_Data provided_:

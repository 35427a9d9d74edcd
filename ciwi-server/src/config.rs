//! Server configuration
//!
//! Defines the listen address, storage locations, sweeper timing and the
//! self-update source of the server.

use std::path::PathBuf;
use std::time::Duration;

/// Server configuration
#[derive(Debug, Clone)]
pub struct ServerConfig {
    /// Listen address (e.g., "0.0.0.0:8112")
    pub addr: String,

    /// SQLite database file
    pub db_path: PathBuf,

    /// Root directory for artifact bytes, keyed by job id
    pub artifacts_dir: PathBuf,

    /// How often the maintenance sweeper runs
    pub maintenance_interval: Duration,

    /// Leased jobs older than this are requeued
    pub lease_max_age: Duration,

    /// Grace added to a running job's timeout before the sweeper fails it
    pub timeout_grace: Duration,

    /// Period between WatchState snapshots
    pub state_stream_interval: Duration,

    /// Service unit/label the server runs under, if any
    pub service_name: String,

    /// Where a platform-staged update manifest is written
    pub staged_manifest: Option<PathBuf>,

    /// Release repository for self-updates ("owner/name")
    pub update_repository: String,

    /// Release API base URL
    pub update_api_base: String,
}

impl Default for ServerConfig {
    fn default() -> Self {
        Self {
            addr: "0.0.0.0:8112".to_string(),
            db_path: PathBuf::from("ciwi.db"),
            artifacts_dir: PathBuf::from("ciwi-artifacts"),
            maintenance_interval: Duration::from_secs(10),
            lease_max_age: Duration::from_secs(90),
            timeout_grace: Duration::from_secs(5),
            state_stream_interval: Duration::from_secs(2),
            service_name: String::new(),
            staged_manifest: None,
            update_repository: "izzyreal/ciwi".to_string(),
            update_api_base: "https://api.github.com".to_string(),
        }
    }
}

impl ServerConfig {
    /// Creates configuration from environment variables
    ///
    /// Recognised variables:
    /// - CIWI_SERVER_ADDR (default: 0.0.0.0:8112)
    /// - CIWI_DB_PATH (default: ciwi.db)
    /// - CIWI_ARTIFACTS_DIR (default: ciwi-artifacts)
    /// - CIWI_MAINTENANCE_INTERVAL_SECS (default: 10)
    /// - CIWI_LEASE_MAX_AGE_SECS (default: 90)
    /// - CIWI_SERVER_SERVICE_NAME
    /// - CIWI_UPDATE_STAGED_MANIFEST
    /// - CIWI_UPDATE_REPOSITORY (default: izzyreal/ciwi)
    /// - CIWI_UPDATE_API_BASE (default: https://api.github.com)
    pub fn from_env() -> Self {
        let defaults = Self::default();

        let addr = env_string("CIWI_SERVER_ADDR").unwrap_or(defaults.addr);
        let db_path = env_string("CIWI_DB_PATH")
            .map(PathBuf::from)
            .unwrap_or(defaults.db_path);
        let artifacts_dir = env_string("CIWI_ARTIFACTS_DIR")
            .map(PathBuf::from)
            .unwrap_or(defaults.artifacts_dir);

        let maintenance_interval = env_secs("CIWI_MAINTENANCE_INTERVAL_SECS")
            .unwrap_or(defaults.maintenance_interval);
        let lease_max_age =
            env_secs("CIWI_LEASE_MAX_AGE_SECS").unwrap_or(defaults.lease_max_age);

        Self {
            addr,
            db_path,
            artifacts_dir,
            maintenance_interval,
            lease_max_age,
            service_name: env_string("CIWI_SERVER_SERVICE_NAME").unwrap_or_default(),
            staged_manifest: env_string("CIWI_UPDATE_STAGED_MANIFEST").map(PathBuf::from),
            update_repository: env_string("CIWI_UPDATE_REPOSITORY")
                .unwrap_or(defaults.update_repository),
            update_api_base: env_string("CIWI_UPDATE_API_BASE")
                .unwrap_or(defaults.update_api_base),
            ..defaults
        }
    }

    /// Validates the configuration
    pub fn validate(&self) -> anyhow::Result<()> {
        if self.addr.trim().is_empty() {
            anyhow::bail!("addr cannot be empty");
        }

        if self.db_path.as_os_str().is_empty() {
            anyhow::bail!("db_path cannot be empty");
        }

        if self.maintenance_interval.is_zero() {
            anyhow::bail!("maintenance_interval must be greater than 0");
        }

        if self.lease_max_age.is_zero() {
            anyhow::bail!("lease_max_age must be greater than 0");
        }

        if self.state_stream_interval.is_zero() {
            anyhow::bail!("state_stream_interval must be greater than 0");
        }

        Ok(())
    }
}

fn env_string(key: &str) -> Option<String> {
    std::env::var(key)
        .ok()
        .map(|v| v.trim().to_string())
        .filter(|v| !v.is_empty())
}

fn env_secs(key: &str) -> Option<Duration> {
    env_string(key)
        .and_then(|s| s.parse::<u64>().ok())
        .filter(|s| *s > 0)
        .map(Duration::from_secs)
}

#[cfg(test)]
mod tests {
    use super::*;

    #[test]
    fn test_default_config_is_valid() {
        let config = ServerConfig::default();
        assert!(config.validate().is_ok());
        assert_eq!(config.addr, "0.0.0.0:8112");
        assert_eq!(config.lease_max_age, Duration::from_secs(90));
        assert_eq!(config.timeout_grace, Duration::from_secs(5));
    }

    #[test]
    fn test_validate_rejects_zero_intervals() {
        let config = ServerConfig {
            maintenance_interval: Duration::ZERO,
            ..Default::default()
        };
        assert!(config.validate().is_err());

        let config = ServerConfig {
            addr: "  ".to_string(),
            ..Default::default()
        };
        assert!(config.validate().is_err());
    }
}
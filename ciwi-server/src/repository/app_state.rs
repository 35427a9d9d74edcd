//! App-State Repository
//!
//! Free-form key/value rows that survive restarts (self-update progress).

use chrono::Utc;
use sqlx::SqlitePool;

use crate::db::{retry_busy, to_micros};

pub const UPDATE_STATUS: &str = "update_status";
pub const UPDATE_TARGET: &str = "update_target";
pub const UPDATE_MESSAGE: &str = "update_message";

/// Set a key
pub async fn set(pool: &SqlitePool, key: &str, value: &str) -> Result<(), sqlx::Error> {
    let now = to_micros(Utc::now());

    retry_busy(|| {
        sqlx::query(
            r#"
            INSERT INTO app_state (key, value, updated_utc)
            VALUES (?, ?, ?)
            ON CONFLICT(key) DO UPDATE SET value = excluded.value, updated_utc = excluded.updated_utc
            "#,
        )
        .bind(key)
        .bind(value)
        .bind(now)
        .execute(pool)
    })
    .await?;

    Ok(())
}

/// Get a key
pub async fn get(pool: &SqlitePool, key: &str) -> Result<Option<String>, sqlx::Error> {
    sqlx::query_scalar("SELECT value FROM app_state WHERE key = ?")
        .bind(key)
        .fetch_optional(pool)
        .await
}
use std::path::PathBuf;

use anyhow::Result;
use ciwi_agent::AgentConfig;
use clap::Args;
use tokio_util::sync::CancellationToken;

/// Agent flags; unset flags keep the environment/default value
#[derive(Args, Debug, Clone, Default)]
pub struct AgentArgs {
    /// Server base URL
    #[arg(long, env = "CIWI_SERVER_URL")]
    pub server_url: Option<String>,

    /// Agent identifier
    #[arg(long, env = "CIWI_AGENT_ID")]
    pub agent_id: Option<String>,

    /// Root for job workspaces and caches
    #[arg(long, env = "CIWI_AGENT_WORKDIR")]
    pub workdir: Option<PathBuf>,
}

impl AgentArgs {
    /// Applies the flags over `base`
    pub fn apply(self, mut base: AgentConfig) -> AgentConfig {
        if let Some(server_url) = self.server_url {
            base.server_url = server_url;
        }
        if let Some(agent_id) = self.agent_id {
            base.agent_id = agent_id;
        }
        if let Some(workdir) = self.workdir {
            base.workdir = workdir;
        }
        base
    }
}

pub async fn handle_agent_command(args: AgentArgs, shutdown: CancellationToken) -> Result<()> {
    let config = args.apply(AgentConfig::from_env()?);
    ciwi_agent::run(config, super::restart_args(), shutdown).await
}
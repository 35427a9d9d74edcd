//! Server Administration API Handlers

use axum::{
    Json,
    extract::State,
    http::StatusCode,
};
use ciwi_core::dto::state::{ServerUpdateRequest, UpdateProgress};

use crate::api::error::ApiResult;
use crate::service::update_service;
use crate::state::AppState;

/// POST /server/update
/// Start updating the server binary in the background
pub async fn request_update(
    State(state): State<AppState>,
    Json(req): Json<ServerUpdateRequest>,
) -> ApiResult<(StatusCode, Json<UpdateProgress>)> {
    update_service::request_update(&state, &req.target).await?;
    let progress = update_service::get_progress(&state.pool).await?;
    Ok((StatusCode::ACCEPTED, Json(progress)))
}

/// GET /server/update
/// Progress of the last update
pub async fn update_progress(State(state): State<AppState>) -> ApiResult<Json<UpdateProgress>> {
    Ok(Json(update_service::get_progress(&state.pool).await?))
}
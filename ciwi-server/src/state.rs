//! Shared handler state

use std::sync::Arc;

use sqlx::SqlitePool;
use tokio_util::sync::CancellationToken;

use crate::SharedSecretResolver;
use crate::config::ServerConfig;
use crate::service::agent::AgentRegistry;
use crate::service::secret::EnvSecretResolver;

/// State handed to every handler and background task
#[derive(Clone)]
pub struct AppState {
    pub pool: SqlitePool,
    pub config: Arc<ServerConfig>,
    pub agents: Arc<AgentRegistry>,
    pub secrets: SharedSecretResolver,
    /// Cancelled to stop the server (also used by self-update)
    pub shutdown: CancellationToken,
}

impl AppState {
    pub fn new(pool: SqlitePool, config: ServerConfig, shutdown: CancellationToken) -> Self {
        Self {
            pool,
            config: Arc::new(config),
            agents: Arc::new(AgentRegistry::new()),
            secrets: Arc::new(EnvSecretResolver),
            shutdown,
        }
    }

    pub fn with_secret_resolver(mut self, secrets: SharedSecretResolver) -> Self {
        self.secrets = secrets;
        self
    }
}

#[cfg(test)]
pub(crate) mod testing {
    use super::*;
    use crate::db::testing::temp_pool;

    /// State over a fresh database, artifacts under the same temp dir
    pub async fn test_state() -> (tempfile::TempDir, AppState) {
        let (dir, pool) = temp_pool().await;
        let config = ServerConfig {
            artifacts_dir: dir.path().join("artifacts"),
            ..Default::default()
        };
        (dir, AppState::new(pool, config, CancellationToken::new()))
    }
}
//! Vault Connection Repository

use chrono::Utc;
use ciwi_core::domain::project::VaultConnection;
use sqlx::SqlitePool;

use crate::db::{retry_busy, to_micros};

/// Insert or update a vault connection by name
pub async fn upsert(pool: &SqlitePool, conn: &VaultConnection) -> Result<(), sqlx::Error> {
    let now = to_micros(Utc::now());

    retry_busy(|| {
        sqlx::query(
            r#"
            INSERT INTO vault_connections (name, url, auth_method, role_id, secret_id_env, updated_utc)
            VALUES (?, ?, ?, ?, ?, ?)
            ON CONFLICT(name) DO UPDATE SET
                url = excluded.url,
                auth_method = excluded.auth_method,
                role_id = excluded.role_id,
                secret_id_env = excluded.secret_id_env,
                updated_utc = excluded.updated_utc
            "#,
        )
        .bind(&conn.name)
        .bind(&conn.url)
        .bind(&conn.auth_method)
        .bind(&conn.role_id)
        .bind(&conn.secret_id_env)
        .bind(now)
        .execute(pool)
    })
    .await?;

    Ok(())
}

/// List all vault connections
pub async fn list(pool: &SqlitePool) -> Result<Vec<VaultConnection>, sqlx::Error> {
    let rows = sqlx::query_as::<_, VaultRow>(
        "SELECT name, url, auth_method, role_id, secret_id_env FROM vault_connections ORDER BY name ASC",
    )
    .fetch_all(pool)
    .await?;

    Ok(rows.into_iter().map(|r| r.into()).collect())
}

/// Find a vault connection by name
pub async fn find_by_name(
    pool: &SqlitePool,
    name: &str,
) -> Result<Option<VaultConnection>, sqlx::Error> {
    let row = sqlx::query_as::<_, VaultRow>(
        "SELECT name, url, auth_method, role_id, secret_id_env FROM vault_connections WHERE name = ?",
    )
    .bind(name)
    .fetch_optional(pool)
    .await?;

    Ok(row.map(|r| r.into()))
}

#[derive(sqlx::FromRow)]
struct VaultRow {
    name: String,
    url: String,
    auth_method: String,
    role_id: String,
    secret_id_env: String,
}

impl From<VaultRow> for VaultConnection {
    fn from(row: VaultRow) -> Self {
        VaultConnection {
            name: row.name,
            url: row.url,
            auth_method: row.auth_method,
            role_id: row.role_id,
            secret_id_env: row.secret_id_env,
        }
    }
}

_Exercise directions_: Could you copy out every line in the material above that contains the string "SELECT"?

_Your response_:
    sqlx::query_scalar("SELECT value FROM app_state WHERE key = ?")
        "SELECT name, url, auth_method, role_id, secret_id_env FROM vault_connections ORDER BY name ASC",
        "SELECT name, url, auth_method, role_id, secret_id_env FROM vault_connections WHERE name = ?",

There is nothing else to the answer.